Покуда ты только взыскующий монашества простой послушник с козлячей бородкой, тебе приходится унижаться, пытаясь в стеснённых условиях обеспечить свои потребности. Тебя учат, что потребности должны ужиматься, что в этой тесноте «Божье творится», и во время медового месяца с православием ты принимаешь такой подход, как говорится, сердцем и «на ура», в мазохизме мня себя подвижником благочестия. Сам этот идеализм ничто без обуздания его прагматизмом. Максималисты в церкви быстро теряют здоровье, но сама община прагматична и не видит смысла в человеке, не приносящем ей пользу. При мне не одного послушника выгоняли на мороз под вымышленным предлогом, если у него проявлялись серьёзные проблемы со здоровьем. Монастырь – это не дом инвалидов. Конечно, приносить пользу можно и просто сидя в монастыре, поскольку монастырь без братии просто камни. Как я уже писал, люди – это топливо церкви. Но статус рясофорного бездельника тебе никто так просто не даст – первоначально придётся хорошо поработать. Если твоё скромное послушание далеко от финансовых потоков, тебе взамен труда обещают бесстрастие и независимость от мира на земле и спасение в вечности. Точнее, обещают только возможность, а всё остальное в твоих руках. И со временем ты понимаешь, что руки у тебя никудышные и ты не можешь удержать в них православную птицу счастья. Без оплаты труда ты отнюдь не превращаешься в бесстрастного подвижника в монастыре, но напротив – начинаешь считать каждую копейку, которая к тебе приходит. В итоге эта стеснённость превращает обычное попечение человека о себе и своих нуждах в то самое сребролюбие.
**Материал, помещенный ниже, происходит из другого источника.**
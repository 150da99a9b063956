//! The page session engine.
//!
//! [`PageEngine`] consumes [`PageCommand`]s stamped with the current time
//! and emits [`HostEffect`]s for the host to execute. Rendering reads a
//! [`PageSnapshot`].

mod accessors;
mod animation;
pub mod command;
pub mod effect;
mod media;
#[cfg(test)]
mod sim;
pub mod snapshot;

use web_time::Instant;

use self::command::PageCommand;
use self::effect::HostEffect;
use self::snapshot::PageSnapshot;
use crate::animation::{Typewriter, ViewCounter};
use crate::media::{BackgroundPlayer, MediaPreloader};
use crate::options::Options;
use crate::subscription::{Subscription, Subscriptions};
use crate::viewport::ViewportClassifier;

/// The page session: every state machine of the page and the one-way
/// lifecycle flags they share.
///
/// The engine is headless and single-threaded. Inputs arrive through
/// [`execute`](Self::execute) together with the current time; the engine
/// never reads a clock itself. Outputs are [`HostEffect`]s the host
/// drains with [`drain_effects`](Self::drain_effects) and applies in
/// order, plus a [`PageSnapshot`] for rendering.
///
/// Lifecycle: construction classifies the viewport, listens for resizes
/// and starts the first preload. [`PageCommand::DismissOverlay`] enters
/// the page exactly once, which starts the counter, the typewriter and
/// playback. [`PageCommand::Teardown`] releases everything and retires
/// the engine.
#[derive(Debug)]
pub struct PageEngine {
    options: Options,
    /// One-way: set by the first overlay dismissal, never cleared.
    entered: bool,
    /// One-way: set by teardown; all later commands are ignored.
    torn_down: bool,
    viewport: ViewportClassifier,
    preloader: MediaPreloader,
    player: BackgroundPlayer,
    counter: ViewCounter,
    typewriter: Typewriter,
    subscriptions: Subscriptions,
    /// Effects not yet drained by the host.
    effects: Vec<HostEffect>,
}

impl PageEngine {
    /// Build the session for a window `window_width` CSS px wide.
    ///
    /// The returned engine already holds the resize listener and preload
    /// effects; drain them before the first render.
    #[must_use]
    pub fn new(options: Options, window_width: u32) -> Self {
        let mut engine = Self {
            viewport: ViewportClassifier::new(&options.viewport, window_width),
            preloader: MediaPreloader::new(),
            player: BackgroundPlayer::new(options.player.initial_volume),
            counter: ViewCounter::new(&options.counter),
            typewriter: Typewriter::new(&options.typewriter),
            subscriptions: Subscriptions::new(),
            effects: Vec::new(),
            entered: false,
            torn_down: false,
            options,
        };
        log::debug!(
            "page session for {window_width}px window ({:?})",
            engine.viewport.current()
        );
        let _ = engine
            .subscriptions
            .acquire(Subscription::WindowResize, &mut engine.effects);
        engine.begin_preload();
        engine
    }

    /// Apply one command at time `now`.
    pub fn execute(&mut self, command: PageCommand, now: Instant) {
        if self.torn_down {
            log::debug!("ignoring {command:?} after teardown");
            return;
        }
        match command {
            PageCommand::DismissOverlay { media_ready } => {
                self.dismiss_overlay(media_ready, now);
            }
            PageCommand::WindowResized { width } => self.handle_resize(width),
            PageCommand::AnimationFrame => self.advance_counter(now),
            PageCommand::TypewriterTick => self.advance_typewriter(),
            PageCommand::PreloadLoaded { source } => {
                self.handle_preload_loaded(&source);
            }
            PageCommand::MediaReady(signal) => self.handle_media_ready(signal),
            PageCommand::PlaybackRejected(err) => {
                log::debug!("playback request rejected, staying silent: {err}");
            }
            PageCommand::ToggleMute => {
                self.player.toggle_mute(&mut self.effects);
            }
            PageCommand::SetVolume(volume) => {
                self.player.set_volume(volume, &mut self.effects);
            }
            PageCommand::ToggleMinimize => self.player.toggle_minimize(),
            PageCommand::Teardown => self.teardown(),
        }
    }

    /// Take every effect emitted since the last drain.
    pub fn drain_effects(&mut self) -> Vec<HostEffect> {
        std::mem::take(&mut self.effects)
    }

    /// Capture the presentation snapshot.
    #[must_use]
    pub fn snapshot(&self) -> PageSnapshot {
        PageSnapshot::capture(self)
    }

    /// Release every host registration and retire the engine.
    fn teardown(&mut self) {
        self.subscriptions.release_all(&mut self.effects);
        if self.counter.is_running() {
            self.effects.push(HostEffect::CancelAnimationFrame);
        }
        self.torn_down = true;
        log::debug!("page session torn down");
    }
}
Здесь у тебя возникает выбор – либо разочарованно уходить, либо и дальше продолжать играть в эту игру, считая, что ты просто мало стараешься. Пресловутое монастырское смиреннословие на самом деле простая констатация факта, что, будучи монашествующим, ты какой-то особой рассудительностью или духовными силами не овладел. Смиренное осознание себя слабаком перед старцами из житийной литературы помогает продолжать так жить – некоторым нравится, особенно на склоне лет. Старики и старухи в миру никому не нужны и часто еле сводят концы с концами, а в монастыре они «отцы» и «матушки» – люди, обладающие определённым статусом и пользующиеся подчас большим уважением. Есть ради чего терпеть и имитировать духовность. Можно даже не имитировать, а вздыхать откровенно – «раб неключимый есмь». Со стороны экзальтированным паломникам будет казаться, что ты приобрёл смирение, хотя ты просто говоришь всё как есть, не лукавя сердцем.
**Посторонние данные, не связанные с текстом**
/*============================================================
  Synavera Project: Syn-Repo
  Module: synrepo_core::main
  Etiquette: Synavera Script Etiquette — Rust Profile v1.1.1
  ------------------------------------------------------------
  Purpose:
    Entry point for Syn-Repo Core. Checks mirror sync state,
    rescans repository catalogs and maintains outdated flags
    and git metadata in the catalog store.

  Security / Safety Notes:
    Operates within user privileges. Performs HTTP HEAD/GET
    requests and local reads only; writes are confined to the
    configured database and log directory.

  Dependencies:
    clap for CLI parsing, chrono for timestamps, serde_json for
    summaries.

  Operational Scope:
    Invoked by cron or operators to refresh the repository web
    front-end's backing store.

  Revision History:
    2026-09-14 COD  Authored Syn-Repo Core runtime.
    2026-09-18 COD  Flag and git subcommands.
  ------------------------------------------------------------
  SSE Principles Observed:
    - Result-first error handling with deterministic exits
    - Structured logging following Synavera cadence
    - Configurable execution via CLI and config file
============================================================*/

use std::path::PathBuf;
use std::process::ExitCode;
use std::sync::Arc;

use chrono::Utc;
use clap::{ArgAction, Parser, Subcommand};
use serde::Serialize;

use synrepo_core::package::Flag;
use synrepo_core::store::SqliteStore;
use synrepo_core::transport::HttpTransport;
use synrepo_core::{Logger, Result, SynrepoConfig, SynrepoError, UpdateContext};

/// Command-line arguments for Syn-Repo-Core.
#[derive(Debug, Parser)]
#[command(
    name = "Syn-Repo-Core",
    version,
    author = "Synavera Systems",
    about = "Mirror sync checker and repository catalog keeper"
)]
struct Cli {
    /// Override configuration file path.
    #[arg(long, value_name = "PATH")]
    config: Option<PathBuf>,
    /// Explicit log file path.
    #[arg(long, value_name = "PATH")]
    log: Option<PathBuf>,
    /// Enable verbose logging to stderr.
    #[arg(long, action = ArgAction::SetTrue)]
    verbose: bool,
    /// Compute and report without writing to the store.
    #[arg(long, action = ArgAction::SetTrue)]
    dry_run: bool,
    #[command(subcommand)]
    command: Command,
}

#[derive(Debug, Subcommand)]
enum Command {
    /// Probe every mirror and record which repositories are in sync.
    UpdateMirrors,
    /// Rescan repository archives and reconcile the package catalog.
    UpdateRepos {
        /// Limit the scan to these repositories.
        #[arg(value_name = "REPO")]
        repositories: Vec<String>,
    },
    /// Run mirror and catalog updates together and commit once.
    UpdateAll,
    /// Manage outdated flags.
    #[command(subcommand)]
    Flag(FlagCommand),
    /// Link a package name to the git location declared in its package file.
    ResolveGit {
        #[arg(long, value_name = "REPO")]
        repo: String,
        #[arg(long, value_name = "NAME")]
        name: String,
    },
}

#[derive(Debug, Subcommand)]
enum FlagCommand {
    /// Flag one package version as outdated.
    Add {
        #[arg(long, value_name = "REPO")]
        repo: String,
        #[arg(long, value_name = "NAME")]
        name: String,
        #[arg(long = "version", value_name = "VERSION")]
        pkg_version: String,
        #[arg(long, value_name = "EMAIL")]
        email: String,
        #[arg(long, value_name = "TEXT", default_value = "")]
        comment: String,
    },
    /// Delete flags by id.
    Remove {
        #[arg(value_name = "ID", required = true)]
        ids: Vec<i64>,
    },
}

#[tokio::main]
async fn main() -> ExitCode {
    match run().await {
        Ok(code) => code,
        Err(err) => {
            eprintln!("[Syn-Repo-Core] {}", err);
            err.exit_code()
        }
    }
}

async fn run() -> Result<ExitCode> {
    let cli = Cli::parse();

    let config = SynrepoConfig::load_from_optional_path(cli.config.as_deref())?;

    let session_stamp = Utc::now().format("%Y-%m-%d_%H-%M-%S").to_string();
    let log_path = cli
        .log
        .clone()
        .or_else(|| Some(config.log_dir().join(format!("core_{session_stamp}.log"))));
    let logger = Arc::new(Logger::new(log_path, cli.verbose)?);
    logger.info("INIT", "Syn-Repo Core awakening.");

    let database = config.database_path();
    let store = SqliteStore::open(&database)?;
    logger.debug("STORE", format!("Using database {}", database.display()));

    let transport = HttpTransport::new(&config.mirror)?;
    let client = transport.client().clone();
    let mut context = UpdateContext::new(config, Arc::new(transport), client, logger.clone(), store)
        .with_dry_run(cli.dry_run);
    if cli.dry_run {
        logger.info("DRYRUN", "Store writes disabled for this session");
    }

    match cli.command {
        Command::UpdateMirrors => print_json(&context.update_mirrors().await?)?,
        Command::UpdateRepos { repositories } => {
            print_json(&context.update_catalog(&repositories).await?)?
        }
        Command::UpdateAll => print_json(&context.update_all().await?)?,
        Command::Flag(FlagCommand::Add {
            repo,
            name,
            pkg_version,
            email,
            comment,
        }) => {
            if cli.dry_run {
                return Err(SynrepoError::Config("flag add cannot run as a dry run".into()));
            }
            let flag = context.add_flag(Flag::new(repo, name, pkg_version, email, comment))?;
            print_json(&FlagReport {
                id: flag.id,
                repository: &flag.repository,
                name: &flag.name,
                version: &flag.version,
            })?;
        }
        Command::Flag(FlagCommand::Remove { ids }) => {
            if cli.dry_run {
                return Err(SynrepoError::Config("flag remove cannot run as a dry run".into()));
            }
            let removed = context.remove_flags(&ids)?;
            print_json(&serde_json::json!({ "flags_removed": removed }))?;
        }
        Command::ResolveGit { repo, name } => {
            if cli.dry_run {
                return Err(SynrepoError::Config("resolve-git cannot run as a dry run".into()));
            }
            let (git, linked) = context.resolve_git(&repo, &name).await?;
            print_json(&serde_json::json!({
                "name": git.name,
                "repository": git.repository,
                "folder": git.folder,
                "linked_packages": linked,
            }))?;
        }
    }

    if logger.warning_count() > 0 {
        logger.info(
            "SUMMARY",
            format!("Completed with {} warning(s)", logger.warning_count()),
        );
    }
    logger.info("COMPLETE", "Catalog state settled.");
    logger.finalize()?;

    Ok(ExitCode::SUCCESS)
}

#[derive(Serialize)]
struct FlagReport<'a> {
    id: Option<i64>,
    repository: &'a str,
    name: &'a str,
    version: &'a str,
}

fn print_json<T: Serialize>(value: &T) -> Result<()> {
    let rendered = serde_json::to_string_pretty(value)
        .map_err(|err| SynrepoError::Serialization(format!("Failed to render summary: {err}")))?;
    println!("{rendered}");
    Ok(())
}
Здесь опять у многих может возникнуть вопрос – а разве нет в церкви нормальных подвижников, которые не сидят на денежном потоке и не занимаются мшелоимством? Не устану повторять, что нормальные и даже хорошие люди есть везде. Думаю, что такие были и среди администрации германских концлагерей. Но эти отличники тоже, как и все, встраиваются в общину и находят в ней своё место. Благонравие – это ведь тоже товар, и благонравные являются витриной церкви. Я не видел ни одного благонравного в монастыре, который был раньше гневливым или злым. Темперамент – это судьба, как и любой другой талант.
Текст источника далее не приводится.